Listed records below:

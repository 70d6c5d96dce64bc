//! Simulation plugin and system scheduling.

use bevy::prelude::*;

use crate::platforms::Platform;
use crate::plugins::core::{
    sim_not_paused, LogicSet, LogicTick, PhysicsSet, PhysicsTick, SimTickCount,
};
use crate::vessels::{NavigationState, Navigator};

mod attachment;
mod docking;
mod gravity;
mod helm;
mod overlaps;
mod physics;
mod steering;
mod transfer;

pub use attachment::{follow_attachments, process_undock_requests, UndockQueue};
pub use docking::{navigate_vessels, select_dock_point};
pub use gravity::apply_local_gravity;
pub use helm::drive_platforms;
pub use overlaps::{
    apply_overlap_events, detect_capture_overlaps, OverlapEvent, OverlapKind, OverlapQueue,
};
pub use physics::{integrate_dynamic_bodies, resolve_deck_contacts};
pub use steering::{steer, SteerReport};
pub use transfer::{apply_kinematic_motion, transfer_platform_motion};

pub struct SimPlugin;

impl Plugin for SimPlugin {
    fn build(&self, app: &mut App) {
        app.init_resource::<OverlapQueue>()
            .init_resource::<UndockQueue>()
            .add_systems(
                LogicTick,
                (process_undock_requests, detect_capture_overlaps, apply_overlap_events)
                    .chain()
                    .in_set(LogicSet::Requests)
                    .run_if(sim_not_paused),
            )
            .add_systems(
                LogicTick,
                drive_platforms
                    .in_set(LogicSet::PlatformMotion)
                    .run_if(sim_not_paused),
            )
            .add_systems(
                LogicTick,
                (transfer_platform_motion, apply_kinematic_motion)
                    .chain()
                    .in_set(LogicSet::PassengerTransfer)
                    .run_if(sim_not_paused),
            )
            .add_systems(
                LogicTick,
                follow_attachments
                    .in_set(LogicSet::Attachment)
                    .run_if(sim_not_paused),
            )
            .add_systems(
                LogicTick,
                (navigate_vessels, count_logic_ticks)
                    .chain()
                    .in_set(LogicSet::Navigation)
                    .run_if(sim_not_paused),
            )
            .add_systems(
                PhysicsTick,
                apply_local_gravity
                    .in_set(PhysicsSet::Forces)
                    .run_if(sim_not_paused),
            )
            .add_systems(
                PhysicsTick,
                integrate_dynamic_bodies
                    .in_set(PhysicsSet::Integrate)
                    .run_if(sim_not_paused),
            )
            .add_systems(
                PhysicsTick,
                (resolve_deck_contacts, count_physics_ticks)
                    .chain()
                    .in_set(PhysicsSet::Contacts)
                    .run_if(sim_not_paused),
            );
    }
}

fn count_logic_ticks(
    mut counter: ResMut<SimTickCount>,
    navigators: Query<&Navigator>,
    platforms: Query<&Platform>,
) {
    counter.logic = counter.logic.saturating_add(1);

    if counter.logic % 60 == 0 {
        let docked = navigators
            .iter()
            .filter(|navigator| navigator.state() == NavigationState::Docked)
            .count();
        let passengers: usize = platforms.iter().map(|platform| platform.registry.len()).sum();
        debug!(
            "Logic tick {}: {} navigators ({} docked), {} passengers aboard",
            counter.logic,
            navigators.iter().count(),
            docked,
            passengers
        );
    }
}

fn count_physics_ticks(mut counter: ResMut<SimTickCount>) {
    counter.physics = counter.physics.saturating_add(1);
}
use bevy::log::LogPlugin;
use bevy::prelude::*;

use std::path::Path;
use std::process;

use tidecraft::platforms::Platform;
use tidecraft::plugins::core::{CorePlugin, EventLog, SimTickCount};
use tidecraft::plugins::sim::SimPlugin;
use tidecraft::scenario::{load_scenario, sample_scenario, spawn_scenario};
use tidecraft::Simulation;

const FRAME_SECONDS: f32 = 1.0 / 60.0;
const DEFAULT_DURATION_SECONDS: f32 = 60.0;

fn main() {
    let mut app = App::new();
    app.add_plugins((LogPlugin::default(), CorePlugin, SimPlugin));
    let mut simulation = Simulation::from_app(app);

    let mut args = std::env::args().skip(1);
    let scenario = match args.next() {
        Some(path) => load_scenario(Path::new(&path)),
        None => sample_scenario(),
    };
    let scenario = match scenario {
        Ok(scenario) => scenario,
        Err(error) => {
            error!("{}", error);
            process::exit(1);
        }
    };

    let duration = match args.next() {
        Some(text) => match text.parse::<f32>() {
            Ok(seconds) if seconds > 0.0 => seconds,
            _ => {
                error!("Invalid duration: {}", text);
                process::exit(1);
            }
        },
        None => DEFAULT_DURATION_SECONDS,
    };

    let spawned = match spawn_scenario(simulation.world_mut(), &scenario) {
        Ok(spawned) => spawned,
        Err(error) => {
            error!("Scenario rejected: {}", error);
            process::exit(1);
        }
    };

    let frames = (duration / FRAME_SECONDS).ceil() as u32;
    for _ in 0..frames {
        simulation.advance(FRAME_SECONDS);
    }

    let ticks = simulation.world().resource::<SimTickCount>();
    info!(
        "Ran {:.1}s ({} logic ticks, {} physics steps)",
        duration, ticks.logic, ticks.physics
    );
    for (name, entity) in spawned.raiders.iter() {
        match simulation.navigation_state(*entity) {
            Some(state) => info!("{}: {:?}", name, state),
            None => warn!("{}: despawned", name),
        }
    }
    for (name, entity) in spawned.platforms.iter() {
        if let Some(platform) = simulation.world().get::<Platform>(*entity) {
            info!(
                "{}: {} passengers, {} docked vessels",
                name,
                platform.registry.len(),
                platform.attached.len()
            );
        }
    }
    for entry in simulation.world().resource::<EventLog>().entries() {
        info!("log: {}", entry);
    }
}
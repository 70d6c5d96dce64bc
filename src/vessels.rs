use bevy::prelude::*;

/// Observable navigation state of an autonomous vessel.
#[derive(
    Clone, Copy, Debug, Default, Eq, PartialEq, Hash, serde::Serialize, serde::Deserialize,
)]
pub enum NavigationState {
    #[default]
    Chasing,
    Docking,
    Docked,
}

/// Approach phase inside a docking session. Phases only ever advance.
#[derive(Clone, Copy, Debug, Eq, PartialEq, Hash, PartialOrd, Ord, serde::Serialize, serde::Deserialize)]
pub enum DockPhase {
    ApproachLane,
    SlideIn,
    HardDocked,
}

#[derive(Clone, Copy, Debug, Eq, PartialEq)]
pub struct DockingSession {
    pub dock_point: Entity,
    pub phase: DockPhase,
}

/// Recoverable navigation faults. None of these stop the simulation.
#[derive(Clone, Copy, Debug, Eq, PartialEq, Hash)]
pub enum NavigationFault {
    MissingReference,
    StaleSession,
    DegenerateGeometry,
}

impl std::fmt::Display for NavigationFault {
    fn fmt(&self, f: &mut std::fmt::Formatter<'_>) -> std::fmt::Result {
        let label = match self {
            NavigationFault::MissingReference => "missing reference",
            NavigationFault::StaleSession => "stale docking session",
            NavigationFault::DegenerateGeometry => "degenerate geometry",
        };
        f.write_str(label)
    }
}

/// Where the steering controller takes its desired heading from.
#[derive(Clone, Copy, Debug, PartialEq)]
pub enum HeadingSource {
    /// Point the bow at the target.
    FreeChase,
    /// Stay parallel to the given world direction.
    LockedTo(Vec3),
}

#[derive(Clone, Copy, Debug, PartialEq, serde::Serialize, serde::Deserialize)]
pub struct Propulsion {
    /// Hard ceiling on forward speed, whatever the steering parameters ask for.
    pub max_speed: f32,
    pub accel: f32,
    pub decel: f32,
    /// Hard ceiling on yaw rate, degrees per second.
    pub turn_rate_deg: f32,
}

impl Default for Propulsion {
    fn default() -> Self {
        Self {
            max_speed: 12.0,
            accel: 4.0,
            decel: 6.0,
            turn_rate_deg: 90.0,
        }
    }
}

/// A self-propelled boat. Moves only along its own forward axis.
#[derive(Component, Debug, Clone, Copy, Default)]
pub struct Vessel {
    pub speed: f32,
    pub propulsion: Propulsion,
}

impl Vessel {
    pub fn new(propulsion: Propulsion) -> Self {
        Self {
            speed: 0.0,
            propulsion,
        }
    }
}

/// Per-call steering limits for the arrival controller.
#[derive(Clone, Copy, Debug, PartialEq)]
pub struct SteerParams {
    pub max_speed: f32,
    pub turn_rate_deg: f32,
    pub slow_radius: f32,
    pub stop_distance: f32,
}

#[derive(Clone, Copy, Debug, PartialEq)]
pub struct ChaseConfig {
    /// Chase point in the target's local frame (+Z is astern).
    pub offset: Vec3,
    pub steer: SteerParams,
}

impl Default for ChaseConfig {
    fn default() -> Self {
        Self {
            offset: Vec3::new(0.0, 0.0, 8.0),
            steer: SteerParams {
                max_speed: 10.0,
                turn_rate_deg: 60.0,
                slow_radius: 10.0,
                stop_distance: 4.0,
            },
        }
    }
}

#[derive(Clone, Copy, Debug, PartialEq)]
pub struct DockConfig {
    pub start_distance: f32,
    pub approach_offset: f32,
    pub snap_distance: f32,
    pub max_speed: f32,
    pub turn_rate_deg: f32,
    pub lane_switch_distance: f32,
    pub lane_slow_radius: f32,
    pub slide_speed_fraction: f32,
    pub slide_slow_radius: f32,
    /// Candidate distances closer than this are treated as equal.
    pub tie_tolerance: f32,
}

impl Default for DockConfig {
    fn default() -> Self {
        Self {
            start_distance: 20.0,
            approach_offset: 6.0,
            snap_distance: 0.8,
            max_speed: 6.0,
            turn_rate_deg: 80.0,
            lane_switch_distance: 1.5,
            lane_slow_radius: 5.0,
            slide_speed_fraction: 0.6,
            slide_slow_radius: 3.0,
            tie_tolerance: 1.0e-4,
        }
    }
}

/// Dock phases steer to stop inside their switch threshold, not on it, so the
/// threshold is crossed in finite time.
const PHASE_STOP_FRACTION: f32 = 0.5;

impl DockConfig {
    pub fn approach_params(&self) -> SteerParams {
        SteerParams {
            max_speed: self.max_speed,
            turn_rate_deg: self.turn_rate_deg,
            slow_radius: self.lane_slow_radius,
            stop_distance: self.lane_switch_distance * PHASE_STOP_FRACTION,
        }
    }

    pub fn slide_params(&self) -> SteerParams {
        SteerParams {
            max_speed: self.max_speed * self.slide_speed_fraction,
            turn_rate_deg: self.turn_rate_deg,
            slow_radius: self.slide_slow_radius,
            stop_distance: self.snap_distance * PHASE_STOP_FRACTION,
        }
    }
}

/// Autonomous chase-and-dock brain. Owns the docking session exclusively.
#[derive(Component, Debug, Clone)]
pub struct Navigator {
    pub target: Option<Entity>,
    /// Left candidate first; it wins ties.
    pub dock_points: [Option<Entity>; 2],
    pub chase: ChaseConfig,
    pub dock: DockConfig,
    /// Adds the target platform's forward velocity to the arrival speed
    /// outside the stop distance, never above the phase's max speed.
    pub match_target_speed: bool,
    pub last_fault: Option<NavigationFault>,
    state: NavigationState,
    session: Option<DockingSession>,
    docked_at: Option<Entity>,
}

impl Navigator {
    pub fn new(target: Entity) -> Self {
        Self {
            target: Some(target),
            dock_points: [None, None],
            chase: ChaseConfig::default(),
            dock: DockConfig::default(),
            match_target_speed: false,
            last_fault: None,
            state: NavigationState::Chasing,
            session: None,
            docked_at: None,
        }
    }

    pub fn with_dock_points(mut self, left: Option<Entity>, right: Option<Entity>) -> Self {
        self.dock_points = [left, right];
        self
    }

    pub fn with_target_speed_matching(mut self, enabled: bool) -> Self {
        self.match_target_speed = enabled;
        self
    }

    pub fn state(&self) -> NavigationState {
        self.state
    }

    pub fn session(&self) -> Option<DockingSession> {
        self.session
    }

    pub fn phase(&self) -> Option<DockPhase> {
        self.session.map(|session| session.phase)
    }

    /// Dock point the vessel is hard-docked to, while Docked.
    pub fn docked_at(&self) -> Option<Entity> {
        self.docked_at
    }

    pub fn begin_docking(&mut self, dock_point: Entity) {
        self.state = NavigationState::Docking;
        self.session = Some(DockingSession {
            dock_point,
            phase: DockPhase::ApproachLane,
        });
    }

    /// Moves the session to `phase` if that is a forward step. Returns whether it moved.
    pub fn advance_phase(&mut self, phase: DockPhase) -> bool {
        match self.session.as_mut() {
            Some(session) if phase > session.phase => {
                session.phase = phase;
                true
            }
            _ => false,
        }
    }

    pub fn complete_docking(&mut self) {
        self.docked_at = self.session.map(|session| session.dock_point);
        self.session = None;
        self.state = NavigationState::Docked;
    }

    /// Drops the session and goes back to chasing.
    pub fn abandon_docking(&mut self, fault: NavigationFault) {
        self.session = None;
        self.state = NavigationState::Chasing;
        self.last_fault = Some(fault);
    }

    /// Returns false unless currently Docked.
    pub fn undock(&mut self) -> bool {
        if self.state != NavigationState::Docked {
            return false;
        }
        self.state = NavigationState::Chasing;
        self.docked_at = None;
        true
    }
}

/// Named anchor on a target vessel. The pose is stored in the vessel's local frame.
#[derive(Component, Debug, Clone)]
pub struct DockPoint {
    pub vessel: Entity,
    pub local: Transform,
    pub name: String,
}

impl DockPoint {
    pub fn world_pose(&self, vessel: &Transform) -> Transform {
        compose_pose(vessel, &self.local)
    }
}

/// Rigid attachment of a docked vessel to its platform.
#[derive(Component, Debug, Clone, Copy)]
pub struct AttachedTo {
    pub platform: Entity,
    pub relative: Transform,
}

// =============================================================================
// Math helpers
// =============================================================================

/// Three-zone arrival profile: full speed outside `slow_radius`, zero inside
/// `stop_distance`, linear in between.
pub fn arrival_speed(distance: f32, max_speed: f32, slow_radius: f32, stop_distance: f32) -> f32 {
    if distance > slow_radius {
        return max_speed;
    }
    if distance <= stop_distance {
        return 0.0;
    }

    let span = slow_radius - stop_distance;
    if span <= f32::EPSILON {
        return 0.0;
    }

    max_speed * ((distance - stop_distance) / span).clamp(0.0, 1.0)
}

pub fn move_towards(current: f32, target: f32, max_delta: f32) -> f32 {
    if (target - current).abs() <= max_delta {
        target
    } else {
        current + (target - current).signum() * max_delta
    }
}

/// Rotates `current` toward `desired` by at most `max_angle` radians.
pub fn rotate_heading_towards(current: Vec3, desired: Vec3, max_angle: f32) -> Vec3 {
    let current = current.normalize_or_zero();
    let desired = desired.normalize_or_zero();
    if current == Vec3::ZERO {
        return desired;
    }
    if desired == Vec3::ZERO {
        return current;
    }

    let angle = current.angle_between(desired);
    if angle <= max_angle {
        return desired;
    }

    let axis = current.cross(desired);
    // Opposite vectors: any horizontal turn is as short as the other.
    let axis = if axis.length_squared() < 1.0e-8 {
        Vec3::Y
    } else {
        axis.normalize()
    };

    (Quat::from_axis_angle(axis, max_angle.max(0.0)) * current).normalize_or_zero()
}

pub fn flatten(vector: Vec3) -> Vec3 {
    Vec3::new(vector.x, 0.0, vector.z)
}

pub fn planar_distance(a: Vec3, b: Vec3) -> f32 {
    flatten(a - b).length()
}

pub fn compose_pose(parent: &Transform, relative: &Transform) -> Transform {
    parent.mul_transform(*relative)
}

/// Pose of `child` expressed in `parent`'s frame. Assumes unit parent scale.
pub fn relative_pose(parent: &Transform, child: &Transform) -> Transform {
    let inverse = parent.rotation.inverse();
    Transform {
        translation: inverse * (child.translation - parent.translation),
        rotation: inverse * child.rotation,
        scale: child.scale,
    }
}

// =============================================================================
// Tests
// =============================================================================
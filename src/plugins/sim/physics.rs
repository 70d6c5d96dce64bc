//! Minimal rigid-body step for dynamic passengers: integration plus a deck
//! contact so bodies stay seated on the platform they ride.

use bevy::prelude::*;

use crate::platforms::{DynamicBody, Passenger, Platform};
use crate::plugins::core::SimConfig;

/// Bodies this close above the deck still count as touching it.
const DECK_CONTACT_EPSILON: f32 = 0.01;

/// Semi-implicit Euler. World gravity is added only for bodies that still
/// respond to it; accumulated accelerations are cleared afterwards.
pub fn integrate_dynamic_bodies(
    time: Res<Time<Fixed>>,
    config: Res<SimConfig>,
    mut bodies: Query<(&mut Transform, &mut DynamicBody)>,
) {
    let delta_seconds = time.delta_secs();
    if delta_seconds <= 0.0 {
        return;
    }

    for (mut transform, mut body) in bodies.iter_mut() {
        let mut acceleration = body.acceleration;
        if body.use_world_gravity {
            acceleration += config.world_gravity;
        }

        body.velocity += acceleration * delta_seconds;
        transform.translation += body.velocity * delta_seconds;
        body.last_acceleration = acceleration;
        body.acceleration = Vec3::ZERO;
    }
}

/// Keeps riding bodies on or above their platform's deck plane and drags
/// their tangential velocity toward the deck's.
pub fn resolve_deck_contacts(
    time: Res<Time<Fixed>>,
    platforms: Query<(&Transform, &Platform)>,
    mut bodies: Query<(&mut Transform, &mut DynamicBody, &Passenger), Without<Platform>>,
) {
    let delta_seconds = time.delta_secs();

    for (mut transform, mut body, passenger) in bodies.iter_mut() {
        let Some(riding) = passenger.riding else {
            continue;
        };
        let Ok((deck_transform, platform)) = platforms.get(riding) else {
            continue;
        };

        let normal = deck_transform.up().as_vec3();
        let deck_point = deck_transform.transform_point(Vec3::new(0.0, platform.deck_height, 0.0));
        let height = (transform.translation - deck_point).dot(normal);
        if height > DECK_CONTACT_EPSILON {
            continue;
        }

        if height < 0.0 {
            transform.translation -= normal * height;
        }
        let into_deck = body.velocity.dot(normal);
        if into_deck < 0.0 {
            body.velocity -= normal * into_deck;
        }

        let relative = body.velocity - platform.velocity;
        let tangential = relative - normal * relative.dot(normal);
        let grip = (platform.deck_friction * delta_seconds).min(1.0);
        body.velocity -= tangential * grip;
    }
}
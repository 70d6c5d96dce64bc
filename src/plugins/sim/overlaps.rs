//! Capture-volume overlap edges and passenger registry membership.

use bevy::prelude::*;

use crate::platforms::{
    CaptureVolume, DynamicBody, KinematicBody, LocalGravity, Passenger, PassengerKind, Platform,
};
use crate::plugins::core::EventLog;

#[derive(Clone, Copy, Debug, Eq, PartialEq)]
pub enum OverlapKind {
    Enter,
    Exit,
}

#[derive(Clone, Copy, Debug, Eq, PartialEq)]
pub struct OverlapEvent {
    pub body: Entity,
    pub platform: Entity,
    pub kind: OverlapKind,
}

/// Enter/exit edges waiting to be applied. Hosts with their own collision
/// detection may push edges here directly.
#[derive(Resource, Debug, Default)]
pub struct OverlapQueue {
    events: Vec<OverlapEvent>,
}

impl OverlapQueue {
    pub fn push(&mut self, event: OverlapEvent) {
        self.events.push(event);
    }

    pub fn len(&self) -> usize {
        self.events.len()
    }

    pub fn is_empty(&self) -> bool {
        self.events.is_empty()
    }

    pub fn drain(&mut self) -> Vec<OverlapEvent> {
        std::mem::take(&mut self.events)
    }
}

// =============================================================================
// Systems
// =============================================================================

/// Emits an edge whenever a passenger's position enters or leaves a capture
/// volume. A despawned platform counts as an exit.
pub fn detect_capture_overlaps(
    mut queue: ResMut<OverlapQueue>,
    volumes: Query<(Entity, &Transform, &CaptureVolume)>,
    passengers: Query<(Entity, &Transform, &Passenger)>,
) {
    for (body, transform, passenger) in passengers.iter() {
        for platform in passenger.overlaps.iter() {
            if !volumes.contains(*platform) {
                queue.push(OverlapEvent {
                    body,
                    platform: *platform,
                    kind: OverlapKind::Exit,
                });
            }
        }

        for (platform, platform_transform, volume) in volumes.iter() {
            if platform == body {
                continue;
            }
            let inside = volume.contains(platform_transform, transform.translation);
            let was_inside = passenger.overlaps.contains(&platform);
            let kind = match (inside, was_inside) {
                (true, false) => OverlapKind::Enter,
                (false, true) => OverlapKind::Exit,
                _ => continue,
            };
            queue.push(OverlapEvent {
                body,
                platform,
                kind,
            });
        }
    }
}

/// Applies queued edges to the registries. First registrant wins: an enter
/// from a second platform is only remembered, and becomes the owner if the
/// body exits its current platform while still inside the other.
pub fn apply_overlap_events(
    mut commands: Commands,
    mut queue: ResMut<OverlapQueue>,
    mut log: ResMut<EventLog>,
    mut passengers: Query<(&mut Passenger, Option<&mut DynamicBody>, Has<KinematicBody>)>,
    mut platforms: Query<&mut Platform>,
) {
    if queue.is_empty() {
        return;
    }

    for event in queue.drain() {
        let Ok((mut passenger, mut dynamic, is_kinematic)) = passengers.get_mut(event.body) else {
            debug!("Overlap edge for non-passenger {:?}", event.body);
            continue;
        };
        let kind = if is_kinematic {
            PassengerKind::Kinematic
        } else if dynamic.is_some() {
            PassengerKind::Dynamic
        } else {
            continue;
        };

        match event.kind {
            OverlapKind::Enter => {
                passenger.note_overlap(event.platform);
                match passenger.riding {
                    None => {
                        if board(
                            &mut commands,
                            &mut platforms,
                            event,
                            kind,
                            dynamic.as_deref_mut(),
                        ) {
                            passenger.riding = Some(event.platform);
                            log.push(format!("Passenger boarded {:?}", event.platform));
                        }
                    }
                    Some(current) if current == event.platform => {}
                    Some(current) => {
                        warn!(
                            "Passenger {:?} entered {:?} while riding {:?}; keeping first",
                            event.body, event.platform, current
                        );
                    }
                }
            }
            OverlapKind::Exit => {
                passenger.clear_overlap(event.platform);
                if passenger.riding != Some(event.platform) {
                    continue;
                }

                leave(
                    &mut commands,
                    &mut platforms,
                    event,
                    kind,
                    dynamic.as_deref_mut(),
                );
                passenger.riding = None;
                log.push(format!("Passenger left {:?}", event.platform));

                let candidates = passenger.overlaps.clone();
                for platform in candidates {
                    let handoff = OverlapEvent {
                        platform,
                        ..event
                    };
                    if board(
                        &mut commands,
                        &mut platforms,
                        handoff,
                        kind,
                        dynamic.as_deref_mut(),
                    ) {
                        passenger.riding = Some(platform);
                        info!("Passenger {:?} handed off to {:?}", event.body, platform);
                        break;
                    }
                }
            }
        }
    }
}

fn board(
    commands: &mut Commands,
    platforms: &mut Query<&mut Platform>,
    event: OverlapEvent,
    kind: PassengerKind,
    dynamic: Option<&mut DynamicBody>,
) -> bool {
    let Ok(mut platform) = platforms.get_mut(event.platform) else {
        return false;
    };
    platform.registry.register(event.body, kind);

    if kind == PassengerKind::Dynamic {
        if let Some(dynamic) = dynamic {
            dynamic.use_world_gravity = false;
        }
        commands
            .entity(event.body)
            .insert(platform.local_gravity(event.platform));
    }
    debug!("Registered {:?} on {:?} as {:?}", event.body, event.platform, kind);
    true
}

fn leave(
    commands: &mut Commands,
    platforms: &mut Query<&mut Platform>,
    event: OverlapEvent,
    kind: PassengerKind,
    dynamic: Option<&mut DynamicBody>,
) {
    if let Ok(mut platform) = platforms.get_mut(event.platform) {
        platform.registry.unregister(event.body);
    }
    if kind != PassengerKind::Dynamic {
        return;
    }
    if let Some(dynamic) = dynamic {
        dynamic.use_world_gravity = true;
    }
    commands.entity(event.body).remove::<LocalGravity>();
}

// =============================================================================
// Tests
// =============================================================================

End of Listed records.

What you need to do.
In the listing above, find the line containing "PartialEq, serde::Serialize, serde::Deserialize)]" and the line containing "impl Default for Propulsion", then quote both, plus every line between them, exactly as written.

Exercise result.
#[derive(Clone, Copy, Debug, PartialEq, serde::Serialize, serde::Deserialize)]
pub struct Propulsion {
    /// Hard ceiling on forward speed, whatever the steering parameters ask for.
    pub max_speed: f32,
    pub accel: f32,
    pub decel: f32,
    /// Hard ceiling on yaw rate, degrees per second.
    pub turn_rate_deg: f32,
}

impl Default for Propulsion {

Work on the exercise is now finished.